▶ _WHAT NEEDS TO BE DONE_
Take every line from the material that has the word "question" in it.

(Beginning of SUPPLIED RECORDS)

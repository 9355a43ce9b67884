//! Cancellable delayed callbacks.
//!
//! Timers carry no session state. A timer body captures only what it was
//! given at scheduling time (typically a user id and a generation counter)
//! and re-checks the store when it fires; if the state moved on, the fire is
//! a no-op. Cancellation is explicit via [`TimerHandle::cancel`]; dropping a
//! handle does not cancel the timer.

use std::future::Future;
use std::time::Duration;
use tokio_util::sync::CancellationToken;

/// Handle to a scheduled timer.
#[derive(Debug)]
pub struct TimerHandle {
    token: CancellationToken,
}

impl TimerHandle {
    /// Cancel the timer. If the body already started it runs to completion.
    pub fn cancel(&self) {
        self.token.cancel();
    }

    /// Whether the timer was cancelled.
    #[must_use]
    pub fn is_cancelled(&self) -> bool {
        self.token.is_cancelled()
    }
}

/// Schedule `body` to run once after `delay` on the tokio runtime.
pub fn schedule<F, Fut>(delay: Duration, body: F) -> TimerHandle
where
    F: FnOnce() -> Fut + Send + 'static,
    Fut: Future<Output = ()> + Send + 'static,
{
    let token = CancellationToken::new();
    let child = token.clone();
    drop(tokio::spawn(async move {
        tokio::select! {
            () = child.cancelled() => {}
            () = tokio::time::sleep(delay) => body().await,
        }
    }));
    TimerHandle { token }
}

#[cfg(test)]
mod tests {
    use super::*;
    use std::sync::Arc;
    use std::sync::atomic::{AtomicU32, Ordering};

    #[tokio::test(start_paused = true)]
    async fn fires_after_delay() {
        let fired = Arc::new(AtomicU32::new(0));
        let f = fired.clone();
        let _handle = schedule(Duration::from_secs(2), move || async move {
            f.fetch_add(1, Ordering::SeqCst);
        });

        tokio::time::sleep(Duration::from_millis(1_999)).await;
        assert_eq!(fired.load(Ordering::SeqCst), 0);
        tokio::time::sleep(Duration::from_millis(2)).await;
        assert_eq!(fired.load(Ordering::SeqCst), 1);
    }

    #[tokio::test(start_paused = true)]
    async fn cancel_prevents_fire() {
        let fired = Arc::new(AtomicU32::new(0));
        let f = fired.clone();
        let handle = schedule(Duration::from_secs(2), move || async move {
            f.fetch_add(1, Ordering::SeqCst);
        });

        tokio::time::sleep(Duration::from_secs(1)).await;
        handle.cancel();
        tokio::time::sleep(Duration::from_secs(5)).await;
        assert_eq!(fired.load(Ordering::SeqCst), 0);
        assert!(handle.is_cancelled());
    }

    #[tokio::test(start_paused = true)]
    async fn dropping_handle_leaves_timer_running() {
        let fired = Arc::new(AtomicU32::new(0));
        let f = fired.clone();
        let handle = schedule(Duration::from_secs(1), move || async move {
            f.fetch_add(1, Ordering::SeqCst);
        });
        drop(handle);

        tokio::time::sleep(Duration::from_secs(2)).await;
        assert_eq!(fired.load(Ordering::SeqCst), 1);
    }
}
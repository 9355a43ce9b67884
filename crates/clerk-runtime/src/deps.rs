//! Shared collaborator bundle.

use crate::notify::Notifier;
use clerk_clients::ai::FieldExtractor;
use clerk_clients::defs::DefinitionCache;
use clerk_clients::doc_store::DocumentStore;
use clerk_clients::doc_text::TextExtractor;
use clerk_clients::ticket::TicketBackend;
use clerk_store::store::SessionStore;
use std::sync::Arc;

/// Everything the router, workflows, gate, and sweeper share. Wrapped in an
/// `Arc` once and cloned freely; timer bodies capture a clone and re-enter
/// through the store.
pub struct RouterDeps {
    /// The process-wide state store.
    pub store: SessionStore,
    /// Outbound messages.
    pub notifier: Arc<dyn Notifier>,
    /// AI extraction.
    pub ai: Arc<dyn FieldExtractor>,
    /// Artifact bytes.
    pub docs: Arc<dyn DocumentStore>,
    /// Document text extraction.
    pub text: Arc<dyn TextExtractor>,
    /// Ticket creation and definitions.
    pub tickets: Arc<dyn TicketBackend>,
    /// Cached form definitions.
    pub defs: DefinitionCache,
    /// HR portal base URL for link-only kinds.
    pub portal_base: String,
}
//! AI intent classification and field extraction.
//!
//! Prompts always demand a single JSON object. An answer that is not valid
//! JSON of the expected shape is a [`ParseOutcome::Failed`], not an error:
//! the caller counts it against the clarification budget instead of showing
//! an error to the user.

use clerk_clients::ai::FieldExtractor;
use clerk_clients::error::ClientError;
use clerk_core::catalog::{TicketKind, TicketSpec};
use clerk_core::errors::ClerkError;
use clerk_core::fields::{FieldMap, FieldValue};
use clerk_store::window::{Role, Turn};
use serde_json::Value;
use std::fmt::Write as _;
use tracing::{instrument, warn};

/// A parsed classification.
#[derive(Clone, Debug, PartialEq)]
pub struct IntentResult {
    /// Classified kind, if the request maps to one.
    pub kind: Option<TicketKind>,
    /// Extracted fields keyed by canonical id.
    pub fields: FieldMap,
    /// Field ids the model could not infer.
    pub missing: Vec<String>,
    /// Model's question back to the user, when intent was ambiguous.
    pub unclear: Option<String>,
}

/// Outcome of one classification attempt.
#[derive(Clone, Debug, PartialEq)]
pub enum ParseOutcome {
    /// The model answered in the expected shape.
    Parsed(IntentResult),
    /// The answer was unusable; retry or clarify.
    Failed {
        /// What went wrong, for logs.
        reason: String,
    },
}

fn system_prompt() -> String {
    let mut p = String::from(
        "You classify employee requests into approval ticket kinds and extract \
         form fields. Answer with a single JSON object:\n\
         {\"ticket_kind\": <kind or null>, \"fields\": {..}, \"missing\": [..], \"unclear\": <question or null>}\n\
         Kinds:\n",
    );
    for kind in TicketKind::all() {
        let spec = kind.spec();
        let _ = writeln!(p, "- {}: {}", kind.slug(), spec.hint);
        let ids: Vec<&str> = spec.fields.iter().map(|f| f.id).collect();
        let _ = writeln!(p, "  fields: {}", ids.join(", "));
    }
    p.push_str(
        "Infer aggressively from context; normalize dates to YYYY-MM-DD; list \
         only truly unknowable required fields in \"missing\"; set \"unclear\" \
         only when the kind itself is ambiguous.",
    );
    p
}

fn render_history(history: &[Turn]) -> String {
    history
        .iter()
        .map(|t| {
            let who = match t.role {
                Role::User => "user",
                Role::Assistant => "assistant",
            };
            format!("{who}: {}", t.text)
        })
        .collect::<Vec<_>>()
        .join("\n")
}

fn parse_field_map(value: &Value) -> FieldMap {
    value
        .as_object()
        .map(|obj| {
            obj.iter()
                .filter_map(|(k, v)| {
                    let fv = serde_json::from_value::<FieldValue>(v.clone()).ok()?;
                    Some((k.clone(), fv))
                })
                .collect()
        })
        .unwrap_or_default()
}

/// Classify one user message against the conversation window.
#[instrument(skip_all)]
pub async fn classify_intent(
    ai: &dyn FieldExtractor,
    history: &[Turn],
    text: &str,
) -> Result<ParseOutcome, ClerkError> {
    let prompt = if history.is_empty() {
        text.to_string()
    } else {
        format!("Conversation so far:\n{}\n\nLatest message: {text}", render_history(history))
    };

    let value = match ai.extract_json(Some(&system_prompt()), &prompt).await {
        Ok(value) => value,
        Err(ClientError::Json(e)) => {
            warn!(error = %e, "classifier answer was not valid JSON");
            return Ok(ParseOutcome::Failed { reason: e.to_string() });
        }
        Err(e) => return Err(e.into_clerk("ai")),
    };

    if !value.is_object() {
        return Ok(ParseOutcome::Failed {
            reason: "classifier answer was not an object".into(),
        });
    }

    let kind = value["ticket_kind"].as_str().and_then(TicketKind::from_slug);
    if value["ticket_kind"].as_str().is_some() && kind.is_none() {
        warn!(kind = ?value["ticket_kind"], "classifier invented a ticket kind");
    }

    Ok(ParseOutcome::Parsed(IntentResult {
        kind,
        fields: parse_field_map(&value["fields"]),
        missing: value["missing"]
            .as_array()
            .map(|a| {
                a.iter()
                    .filter_map(|v| v.as_str().map(ToString::to_string))
                    .collect()
            })
            .unwrap_or_default(),
        unclear: value["unclear"].as_str().map(ToString::to_string),
    }))
}

/// Extract fields of `spec` from one document's text. Unknown ids and empty
/// values are dropped; validation against sources happens in the merge.
#[instrument(skip_all, fields(kind = spec.kind.slug(), display_name))]
pub async fn extract_document_fields(
    ai: &dyn FieldExtractor,
    spec: &TicketSpec,
    display_name: &str,
    text: &str,
) -> Result<FieldMap, ClerkError> {
    let ids: Vec<&str> = spec.fields.iter().map(|f| f.id).collect();
    let system = format!(
        "Extract these fields from a document if present: {}. Answer with a \
         single JSON object mapping field id to value; omit fields not found. \
         Normalize dates to YYYY-MM-DD.",
        ids.join(", ")
    );
    let prompt = format!("Filename: {display_name}\n\n{text}");

    let value = match ai.extract_json(Some(&system), &prompt).await {
        Ok(value) => value,
        Err(ClientError::Json(e)) => {
            // A single unreadable document degrades to no inferred fields.
            warn!(error = %e, "document extraction answer was not valid JSON");
            return Ok(FieldMap::new());
        }
        Err(e) => return Err(e.into_clerk("ai")),
    };

    let mut fields = parse_field_map(&value);
    fields.retain(|id, v| spec.field(id).is_some() && !v.is_empty());
    Ok(fields)
}
//! Delivery dedup ledger.
//!
//! The chat transport redelivers webhooks; every inbound event id passes
//! through here first. The ledger is bounded two ways: entries older than a
//! day are dropped, and the count never exceeds a fixed cap. The count bound
//! is enforced first so a redelivery storm cannot grow memory while old
//! entries are still young enough to keep.

use chrono::{DateTime, Utc};
use clerk_core::constants::{DEDUP_MAX_ENTRIES, DEDUP_TTL_SECS};
use clerk_core::ids::EventId;
use std::collections::{HashSet, VecDeque};

/// Bounded set of recently seen event ids.
#[derive(Debug)]
pub struct DedupLedger {
    entries: VecDeque<(EventId, DateTime<Utc>)>,
    seen: HashSet<EventId>,
    max_entries: usize,
    ttl_secs: i64,
}

impl Default for DedupLedger {
    fn default() -> Self {
        Self::new(DEDUP_MAX_ENTRIES, DEDUP_TTL_SECS)
    }
}

impl DedupLedger {
    /// Ledger with explicit bounds, for tests.
    #[must_use]
    pub fn new(max_entries: usize, ttl_secs: i64) -> Self {
        Self {
            entries: VecDeque::new(),
            seen: HashSet::new(),
            max_entries,
            ttl_secs,
        }
    }

    /// Record `event_id`. Returns `true` if it is new, `false` on a
    /// redelivery.
    pub fn observe(&mut self, event_id: &EventId, now: DateTime<Utc>) -> bool {
        self.evict(now);
        if self.seen.contains(event_id) {
            return false;
        }
        self.entries.push_back((event_id.clone(), now));
        let _ = self.seen.insert(event_id.clone());
        true
    }

    /// Number of remembered ids.
    #[must_use]
    pub fn len(&self) -> usize {
        self.entries.len()
    }

    /// Whether the ledger is empty.
    #[must_use]
    pub fn is_empty(&self) -> bool {
        self.entries.is_empty()
    }

    fn evict(&mut self, now: DateTime<Utc>) {
        // Count bound first, then age.
        while self.entries.len() >= self.max_entries {
            if let Some((old, _)) = self.entries.pop_front() {
                let _ = self.seen.remove(&old);
            }
        }
        while let Some((_, seen_at)) = self.entries.front() {
            if (now - *seen_at).num_seconds() < self.ttl_secs {
                break;
            }
            if let Some((old, _)) = self.entries.pop_front() {
                let _ = self.seen.remove(&old);
            }
        }
    }
}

(End of SUPPLIED RECORDS)

▶ _SOLVED PROBLEM_
    /// Model's question back to the user, when intent was ambiguous.
         {\"ticket_kind\": <kind or null>, \"fields\": {..}, \"missing\": [..], \"unclear\": <question or null>}\n\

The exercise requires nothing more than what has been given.